Usually when you buy them they are very young. It takes them approximately 1 1/2 years to mature or the size of 3 1/2 to 4" in length before they become aggressive against other fish. I have one that became aggressive a while back, (he now lives with dwarf puffers in a 15 gal tank and behaves, I guess even he knows what's good for him), the other is still doing an excellent job in my 75 gal tank and I have had him for over 1 year. You really never know with them. But mine never looked bloated. Try some blanched zucchini, both of mine love it. You can weigh it down with a plant weight or a veggie clip. Or try some shrimp pellets or other sinking wafers, mine eat most of them as well. But they both still eat algae and keep the tanks clean but they need protein in addition. The shrimp pellets give them that. One of mine also loves cut up fresh shrimp from my local grocery store. The other one will have nothing to do with it. Go figure. You just have to try different things. Anything that will sink or can be held in place with a veggie clip is fair game.


----------



## Damon (Jan 18, 2005)

CAE's are not mature at 4 inches. They grow to 11 inches long. a 15 gallon will stunt his growth although they grow slowly.


----------



## garfieldnfish (Jan 18, 2005)

While they can theoretically approach 11", this length has never been attained in an aquarium. Most sites list 5 to 6" max. They mature at the age of 1 1/2 years or at about 4" even though they will continue to grow larger. That size is normally the point when their behaviour changes. Mine will stay in this 15 gal tank until a larger tank becomes vacant (I have 11 fish tanks) where I feel comfortable to put him into. But for the time being he is fine in there.


----------



## Damon (Jan 18, 2005)

garfieldnfish @ Thu May 12 said:


> While they can  theoretically approach 11", this length has never been attained in an aquarium. Most sites list 5 to 6" max. They mature at the age of 1 1/2 years or at about 4" even though they will continue to grow larger. That size is normally the point when their behaviour changes. Mine will stay in this 15 gal tank until a larger tank becomes vacant (I have 11 fish tanks) where I feel comfortable to put him into. But for the time being he is fine in there.
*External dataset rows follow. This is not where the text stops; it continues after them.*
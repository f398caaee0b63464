//! Scripted executor for tests.
//!
//! [`RecordingExecutor`] answers queries from canned rows, fails statements
//! on request and records every call, so engine behavior can be asserted for
//! dialects without a live server.

use std::path::PathBuf;
use std::time::Duration;

use async_trait::async_trait;
use parking_lot::Mutex;

use crate::connection::{Row, SqlExecutor, SqlParam};
use crate::error::{MigrateResult, MigrationError};

/// A call made against a [`RecordingExecutor`].
#[derive(Debug, Clone, PartialEq)]
pub enum Event {
    /// `begin()`.
    Begin,
    /// `commit()`.
    Commit,
    /// `rollback()`.
    Rollback,
    /// `execute()` with its SQL and parameters.
    Execute(String, Vec<SqlParam>),
    /// `query()` with its SQL.
    Query(String),
}

#[derive(Debug, Default)]
struct State {
    events: Vec<Event>,
    responses: Vec<(String, Vec<Row>)>,
    failures: Vec<String>,
    delays: Vec<(String, Duration)>,
    in_transaction: bool,
    pending: Vec<String>,
    applied: Vec<String>,
}

/// In-memory [`SqlExecutor`] double.
#[derive(Debug)]
pub struct RecordingExecutor {
    provider: String,
    identity: String,
    file: Option<PathBuf>,
    state: Mutex<State>,
}

impl RecordingExecutor {
    /// Create an executor reporting `provider`.
    pub fn new(provider: impl Into<String>) -> Self {
        let provider = provider.into();
        Self {
            identity: format!("{}://recording", provider),
            provider,
            file: None,
            state: Mutex::new(State::default()),
        }
    }

    /// Set the database identity.
    pub fn with_identity(mut self, identity: impl Into<String>) -> Self {
        self.identity = identity.into();
        self
    }

    /// Report a database file.
    pub fn with_file(mut self, path: impl Into<PathBuf>) -> Self {
        self.file = Some(path.into());
        self
    }

    /// Answer queries containing `pattern` with `rows`.
    pub fn respond(self, pattern: impl Into<String>, rows: Vec<Row>) -> Self {
        self.state.lock().responses.push((pattern.into(), rows));
        self
    }

    /// Fail statements containing `pattern`.
    pub fn fail_on(self, pattern: impl Into<String>) -> Self {
        self.state.lock().failures.push(pattern.into());
        self
    }

    /// Delay statements containing `pattern`.
    pub fn delay_on(self, pattern: impl Into<String>, delay: Duration) -> Self {
        self.state.lock().delays.push((pattern.into(), delay));
        self
    }

    /// Every call, in order.
    pub fn events(&self) -> Vec<Event> {
        self.state.lock().events.clone()
    }

    /// SQL of every `execute()` call, in order.
    pub fn statements(&self) -> Vec<String> {
        self.state
            .lock()
            .events
            .iter()
            .filter_map(|e| match e {
                Event::Execute(sql, _) => Some(sql.clone()),
                _ => None,
            })
            .collect()
    }

    /// Statements whose effect persisted: committed, or run outside a
    /// transaction.
    pub fn applied(&self) -> Vec<String> {
        self.state.lock().applied.clone()
    }

    /// Whether a transaction is open.
    pub fn in_transaction(&self) -> bool {
        self.state.lock().in_transaction
    }

    fn delay_for(&self, sql: &str) -> Option<Duration> {
        self.state
            .lock()
            .delays
            .iter()
            .find(|(pattern, _)| sql.contains(pattern.as_str()))
            .map(|(_, delay)| *delay)
    }
}

#[async_trait]
impl SqlExecutor for RecordingExecutor {
    fn provider(&self) -> &str {
        &self.provider
    }

    fn database_identity(&self) -> String {
        self.identity.clone()
    }

    fn database_file(&self) -> Option<PathBuf> {
        self.file.clone()
    }

    async fn execute(&self, sql: &str, params: &[SqlParam]) -> MigrateResult<u64> {
        self.state
            .lock()
            .events
            .push(Event::Execute(sql.to_string(), params.to_vec()));

        if let Some(delay) = self.delay_for(sql) {
            tokio::time::sleep(delay).await;
        }

        let mut state = self.state.lock();
        if state.failures.iter().any(|p| sql.contains(p.as_str())) {
            return Err(MigrationError::database(format!("scripted failure: {}", sql)));
        }
        if state.in_transaction {
            state.pending.push(sql.to_string());
        } else {
            state.applied.push(sql.to_string());
        }
        Ok(0)
    }

    async fn query(&self, sql: &str, _params: &[SqlParam]) -> MigrateResult<Vec<Row>> {
        let mut state = self.state.lock();
        state.events.push(Event::Query(sql.to_string()));
        if state.failures.iter().any(|p| sql.contains(p.as_str())) {
            return Err(MigrationError::database(format!("scripted failure: {}", sql)));
        }
        Ok(state
            .responses
            .iter()
            .find(|(pattern, _)| sql.contains(pattern.as_str()))
            .map(|(_, rows)| rows.clone())
            .unwrap_or_default())
    }

    async fn begin(&self) -> MigrateResult<()> {
        let mut state = self.state.lock();
        if state.in_transaction {
            return Err(MigrationError::database("transaction already open"));
        }
        state.events.push(Event::Begin);
        state.in_transaction = true;
        Ok(())
    }

    async fn commit(&self) -> MigrateResult<()> {
        let mut state = self.state.lock();
        state.events.push(Event::Commit);
        state.in_transaction = false;
        let pending = std::mem::take(&mut state.pending);
        state.applied.extend(pending);
        Ok(())
    }

    async fn rollback(&self) -> MigrateResult<()> {
        let mut state = self.state.lock();
        state.events.push(Event::Rollback);
        state.in_transaction = false;
        state.pending.clear();
        Ok(())
    }
}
Funny.  I just sold a 7 inch CAE to my LFS about 3 months ago.  5 to 6 inches is way small.  (Mine was approx 3 years old)
http://www.petresources.net/fish/cyprinid/gyr_aym.html
http://animal-world.com/encyclo/fresh/cyprinids/chinesealgae.php
http://www.thekrib.com/Fish/Algae-Eaters/
http://species.fishindex.com/species_3707gyrinocheilus_aymonieri_algae_eater.html
http://badmanstropicalfish.com/profiles/profile47.html
A mature 5 inch CAE is stunted.


----------



## Tankscaper (Oct 26, 2008)

hay guys,
i have 2 cae's and one of them has been turning yellow. the other one is still dark in color. is that normal? they are about 2 1/2 inches long. does it have some kind of sickness? the behaviour of the yellow one seems normal. its quick, sucks on everything very fast and chases after the other cae. what is it?


----------



## Jeanette (Jan 2, 2009)

My CAE (Allie) is the biggest fish in the tank (about 7 inches) but it's lazy. I see it grazing on the algae but it perfers sinking shrimp pellets. They're very amusing fish. 

I first got attached to them when I had a 10 gallon tank as a child. The one I had then used to come to the top of the tank and eat the flakes before they settled. I got the idea to stick some flakes on my finger to see if it would suck them off my finger and it did! I used to amaze my buddies that I had a fish that would eat the food off my finger...and it felt funny too! LOL! 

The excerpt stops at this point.